Segment Start: Provided information

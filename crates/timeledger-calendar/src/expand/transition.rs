use chrono::{Datelike, NaiveDate, NaiveTime, Weekday};
use serde::Serialize;

use timeledger_core::types::{CenterId, OfferingId, RoomId, RuleId, TeacherId};

use crate::expand::{Diagnostic, Diagnostics, ExpansionWindow, PhaseIndex};
use crate::model::ScheduleRule;
use crate::value::time::{iso_weekday, wall_clock};

const WEEK: [Weekday; 7] = [
    Weekday::Mon,
    Weekday::Tue,
    Weekday::Wed,
    Weekday::Thu,
    Weekday::Fri,
    Weekday::Sat,
    Weekday::Sun,
];

/// The parts of a governing rule that a transition compares.
#[derive(Debug, Clone, PartialEq, Eq, Serialize)]
pub struct RuleSlot {
    pub rule_id: RuleId,
    #[serde(with = "wall_clock")]
    pub start_time: NaiveTime,
    #[serde(with = "wall_clock")]
    pub end_time: NaiveTime,
    pub room_id: RoomId,
    pub teacher_id: Option<TeacherId>,
}

impl From<&ScheduleRule> for RuleSlot {
    fn from(rule: &ScheduleRule) -> Self {
        Self {
            rule_id: rule.id,
            start_time: rule.start_time,
            end_time: rule.end_time,
            room_id: rule.room_id,
            teacher_id: rule.teacher_id,
        }
    }
}

/// A date on which the governing slot of an offering changes.
///
/// `previous` is what applied on the same weekday one week earlier. A
/// transition with no `next` slot opens a gap.
#[derive(Debug, Clone, PartialEq, Eq, Serialize)]
pub struct PhaseTransition {
    #[serde(with = "iso_weekday")]
    pub weekday: Weekday,
    pub date: NaiveDate,
    pub previous: Option<RuleSlot>,
    pub next: Option<RuleSlot>,
    pub has_gap: bool,
}

#[derive(Debug, Clone, Default, Serialize)]
pub struct TransitionReport {
    pub transitions: Vec<PhaseTransition>,
    pub diagnostics: Vec<Diagnostic>,
}

/// ## Summary
/// Lists every date in `window` where the governing rules of `offering_id`
/// change compared with the same weekday a week before.
///
/// The first matching date of each weekday is the baseline and never reports
/// a transition. When several time-disjoint rules govern a weekday they are
/// compared pairwise in start-time order.
#[must_use]
pub fn detect_phase_transitions(
    center_id: CenterId,
    offering_id: OfferingId,
    rules: &[ScheduleRule],
    window: &ExpansionWindow,
) -> TransitionReport {
    let mut diagnostics = Diagnostics::default();
    let phases = PhaseIndex::build(
        center_id,
        rules.iter().filter(|rule| rule.offering_id == offering_id),
        &mut diagnostics,
    );

    let mut transitions = Vec::new();
    for weekday in WEEK {
        let Some(group) = phases.group(offering_id, weekday) else {
            continue;
        };

        let mut previous: Option<Vec<RuleSlot>> = None;
        for date in window.dates().filter(|date| date.weekday() == weekday) {
            let current: Vec<RuleSlot> = group
                .resolve(date, &mut diagnostics)
                .into_iter()
                .map(RuleSlot::from)
                .collect();

            if let Some(before) = previous.as_ref().filter(|before| **before != current) {
                let lanes = before.len().max(current.len());
                for lane in 0..lanes {
                    let was = before.get(lane).cloned();
                    let now = current.get(lane).cloned();
                    if was != now {
                        transitions.push(PhaseTransition {
                            weekday,
                            date,
                            has_gap: was.is_some() && now.is_none(),
                            previous: was,
                            next: now,
                        });
                    }
                }
            }

            previous = Some(current);
        }
    }

    transitions.sort_by_key(|transition| transition.date);

    tracing::debug!(
        offering_id,
        transitions = transitions.len(),
        "Detected phase transitions"
    );

    TransitionReport {
        transitions,
        diagnostics: diagnostics.into_vec(),
    }
}

#[cfg(test)]
mod tests {
    use super::*;
    use crate::value::DateRange;

    fn d(m: u32, day: u32) -> NaiveDate {
        NaiveDate::from_ymd_opt(2026, m, day).expect("valid date")
    }

    fn t(h: u32) -> NaiveTime {
        NaiveTime::from_hms_opt(h, 0, 0).expect("valid time")
    }

    fn rule(id: u64, weekday: Weekday, start: u32, range: DateRange) -> ScheduleRule {
        ScheduleRule {
            id,
            center_id: 1,
            offering_id: 10,
            weekday,
            start_time: t(start),
            end_time: t(start + 1),
            room_id: 1,
            teacher_id: None,
            effective_range: range,
            lock_at: None,
        }
    }

    #[test_log::test]
    fn reports_phase_change() {
        let rules = [
            rule(1, Weekday::Mon, 10, DateRange::bounded(d(1, 1), d(1, 31))),
            rule(2, Weekday::Mon, 14, DateRange::bounded(d(2, 1), d(2, 28))),
        ];
        let window = ExpansionWindow::new(d(1, 1), d(2, 28)).expect("valid");

        let report = detect_phase_transitions(1, 10, &rules, &window);

        assert_eq!(report.transitions.len(), 1);
        let transition = &report.transitions[0];
        assert_eq!(transition.date, d(2, 2));
        assert_eq!(transition.previous.as_ref().map(|slot| slot.rule_id), Some(1));
        assert_eq!(transition.next.as_ref().map(|slot| slot.rule_id), Some(2));
        assert!(!transition.has_gap);
    }

    #[test]
    fn reports_gap_and_restart() {
        let rules = [
            rule(1, Weekday::Wed, 9, DateRange::bounded(d(1, 1), d(1, 14))),
            rule(2, Weekday::Wed, 9, DateRange::open_ended(d(1, 28))),
        ];
        let window = ExpansionWindow::new(d(1, 1), d(2, 4)).expect("valid");

        let report = detect_phase_transitions(1, 10, &rules, &window);
        let summary: Vec<_> = report
            .transitions
            .iter()
            .map(|transition| (transition.date, transition.has_gap))
            .collect();

        assert_eq!(summary, vec![(d(1, 21), true), (d(1, 28), false)]);
        assert_eq!(report.transitions[1].previous, None);
    }

    #[test]
    fn steady_schedule_has_no_transitions() {
        let rules = [rule(1, Weekday::Fri, 18, DateRange::open_ended(d(1, 1)))];
        let window = ExpansionWindow::new(d(1, 1), d(3, 31)).expect("valid");

        let report = detect_phase_transitions(1, 10, &rules, &window);
        assert!(report.transitions.is_empty());
        assert!(report.diagnostics.is_empty());
    }

    #[test]
    fn other_offerings_are_ignored() {
        let mut foreign = rule(5, Weekday::Mon, 10, DateRange::bounded(d(1, 1), d(1, 12)));
        foreign.offering_id = 11;
        let window = ExpansionWindow::new(d(1, 1), d(1, 31)).expect("valid");

        let report = detect_phase_transitions(1, 10, &[foreign], &window);
        assert!(report.transitions.is_empty());
    }
}
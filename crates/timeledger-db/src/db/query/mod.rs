//! Query builders and executors, one module per table.

pub mod audit;
pub mod center;
pub mod exception;
pub mod holiday;
pub mod offering;
pub mod rule;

Segment End: Provided information

• [Work instruction] Starting at the line that contains "let mut foreign", print every line through the last one of the records, exactly and with nothing else.

• [Written reply]
        let mut foreign = rule(5, Weekday::Mon, 10, DateRange::bounded(d(1, 1), d(1, 12)));
        foreign.offering_id = 11;
        let window = ExpansionWindow::new(d(1, 1), d(1, 31)).expect("valid");

        let report = detect_phase_transitions(1, 10, &[foreign], &window);
        assert!(report.transitions.is_empty());
    }
}
filename crates/timeledger-db/src/db/query/mod.rs
//! Query builders and executors, one module per table.

pub mod audit;
pub mod center;
pub mod exception;
pub mod holiday;
pub mod offering;
pub mod rule;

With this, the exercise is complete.